Prediction of brain age using structural magnetic resonance imaging: A comparison of accuracy and test–retest reliability of publicly available software packages
Brain age prediction algorithms using structural magnetic resonance imaging (MRI) aim to assess the biological age of the human brain. The difference between a person's chronological age and the estimated brain age is thought to reflect deviations from a normal aging trajectory, indicating a slower or accelerated biological aging process. Several pre‐trained software packages for predicting brain age are publicly available. In this study, we perform a comparison of such packages with respect to (1) predictive accuracy, (2) test–retest reliability, and (3) the ability to track age progression over time. We evaluated the six brain age prediction packages: brainageR, DeepBrainNet, brainage, ENIGMA, pyment, and mccqrnn. The accuracy and test–retest reliability were assessed on MRI data from 372 healthy people aged between 18.4 and 86.2 years (mean 38.7 ± 17.5 years).
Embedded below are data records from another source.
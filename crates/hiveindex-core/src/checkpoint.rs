//! Checkpoint replay: bootstrapping from block dump files.
//!
//! A checkpoint directory holds newline-delimited JSON block files named
//! after the last block they contain (`<last_block>.json.lst`). Files are
//! consumed in ascending order. A file that ends at or below the store's
//! last applied block is skipped; for the first file that extends past it,
//! the lines already applied are skipped and the rest is committed in
//! chunks.

use std::path::{Path, PathBuf};

use tokio::io::{AsyncBufReadExt, BufReader};

use crate::error::IndexerError;
use crate::processor::BlockProcessor;
use crate::types::{DirtySet, SignedBlock};

/// File name suffix of checkpoint files.
pub const CHECKPOINT_SUFFIX: &str = ".json.lst";

/// A checkpoint file and the number of the last block it contains.
#[derive(Debug, Clone, PartialEq, Eq, PartialOrd, Ord)]
pub struct CheckpointFile {
    pub end_block: u64,
    pub path: PathBuf,
}

/// Totals of one replay run.
#[derive(Debug, Clone, Default)]
pub struct ReplayReport {
    pub files: usize,
    pub blocks: u64,
    pub skipped_lines: u64,
    pub dirty: DirtySet,
}

/// List checkpoint files in `dir`, ascending by end block.
///
/// Entries whose name is not `<number>.json.lst` are ignored.
pub async fn list_checkpoint_files(dir: &Path) -> Result<Vec<CheckpointFile>, IndexerError> {
    let mut entries = tokio::fs::read_dir(dir)
        .await
        .map_err(|e| IndexerError::Checkpoint(format!("{}: {e}", dir.display())))?;
    let mut files = Vec::new();
    while let Some(entry) = entries
        .next_entry()
        .await
        .map_err(|e| IndexerError::Checkpoint(format!("{}: {e}", dir.display())))?
    {
        let name = entry.file_name();
        let Some(end_block) = name
            .to_str()
            .and_then(|n| n.strip_suffix(CHECKPOINT_SUFFIX))
            .and_then(|n| n.parse::<u64>().ok())
        else {
            continue;
        };
        files.push(CheckpointFile {
            end_block,
            path: entry.path(),
        });
    }
    files.sort();
    Ok(files)
}

/// Lines of a file to skip when the store has applied up to `last_applied`
/// and the previous file ended at `previous_end`.
pub fn lines_to_skip(last_applied: u64, previous_end: u64) -> u64 {
    last_applied.saturating_sub(previous_end)
}

/// Replay every checkpoint file in `dir` not yet fully applied, never past
/// `stop_at`.
pub async fn replay_checkpoints(
    dir: &Path,
    processor: &BlockProcessor,
    chunk_size: usize,
    stop_at: Option<u64>,
) -> Result<ReplayReport, IndexerError> {
    let mut report = ReplayReport::default();
    let mut previous_end = 0;

    for file in list_checkpoint_files(dir).await? {
        let last_applied = processor.store().last_block_number().await?;
        if stop_at.is_some_and(|stop| last_applied >= stop) {
            break;
        }
        if file.end_block > last_applied {
            let skip = lines_to_skip(last_applied, previous_end);
            tracing::info!(
                file = %file.path.display(),
                last_block = last_applied,
                skip,
                "replaying checkpoint file"
            );
            let (blocks, dirty) = replay_file(&file.path, skip, processor, chunk_size, stop_at).await?;
            report.files += 1;
            report.blocks += blocks;
            report.skipped_lines += skip;
            report.dirty.extend(dirty);
        }
        previous_end = file.end_block;
    }
    Ok(report)
}

async fn replay_file(
    path: &Path,
    skip: u64,
    processor: &BlockProcessor,
    chunk_size: usize,
    stop_at: Option<u64>,
) -> Result<(u64, DirtySet), IndexerError> {
    let io_err = |e: std::io::Error| IndexerError::Checkpoint(format!("{}: {e}", path.display()));
    let file = tokio::fs::File::open(path).await.map_err(io_err)?;
    let mut lines = BufReader::new(file).lines();

    for _ in 0..skip {
        if lines.next_line().await.map_err(io_err)?.is_none() {
            break;
        }
    }

    let chunk_size = chunk_size.max(1);
    let mut chunk = Vec::with_capacity(chunk_size);
    let mut applied = 0;
    let mut dirty = DirtySet::new();
    while let Some(line) = lines.next_line().await.map_err(io_err)? {
        if line.trim().is_empty() {
            continue;
        }
        let block: SignedBlock = serde_json::from_str(&line).map_err(|e| {
            IndexerError::Checkpoint(format!("{}: bad block line: {e}", path.display()))
        })?;
        if stop_at.is_some_and(|stop| block.number().is_ok_and(|n| n > stop)) {
            break;
        }
        chunk.push(block);
        if chunk.len() == chunk_size {
            dirty.extend(processor.process_blocks(&chunk).await?);
            applied += chunk.len() as u64;
            chunk.clear();
        }
    }
    if !chunk.is_empty() {
        dirty.extend(processor.process_blocks(&chunk).await?);
        applied += chunk.len() as u64;
    }
    Ok((applied, dirty))
}
//! Account name validation and lazy account registration.

use std::collections::BTreeSet;

use chrono::NaiveDateTime;

use crate::error::IndexerError;
use crate::store::StoreGateway;

/// Returns `true` if `name` matches `^[a-z][a-z0-9\-.]{2,15}$`.
pub fn is_valid_account_name(name: &str) -> bool {
    let bytes = name.as_bytes();
    if !(3..=16).contains(&bytes.len()) {
        return false;
    }
    bytes[0].is_ascii_lowercase()
        && bytes[1..]
            .iter()
            .all(|b| b.is_ascii_lowercase() || b.is_ascii_digit() || *b == b'-' || *b == b'.')
}

/// Register every not-yet-known account in `names`, created at `date`.
///
/// Returns the number of accounts created. Invalid names are skipped.
pub async fn register_accounts(
    store: &dyn StoreGateway,
    names: &BTreeSet<String>,
    date: NaiveDateTime,
) -> Result<usize, IndexerError> {
    let mut created = 0;
    for name in names {
        if !is_valid_account_name(name) {
            tracing::debug!(name = %name, "skipping invalid account name");
            continue;
        }
        if store.account_exists(name).await? {
            continue;
        }
        store.insert_account(name, date).await?;
        created += 1;
    }
    Ok(created)
}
All packages showed significant correlations between predicted brain age and chronological age ( r  = 0.66–0.97, p  < 0.001), with pyment displaying the strongest correlation. The mean absolute error was between 3.56 (pyment) and 9.54 years (ENIGMA). brainageR, pyment, and mccqrnn were superior in terms of reliability (ICC values between 0.94–0.98), as well as predicting age progression over a longer time span. Of the six packages, pyment and brainageR consistently showed the highest accuracy and test–retest reliability.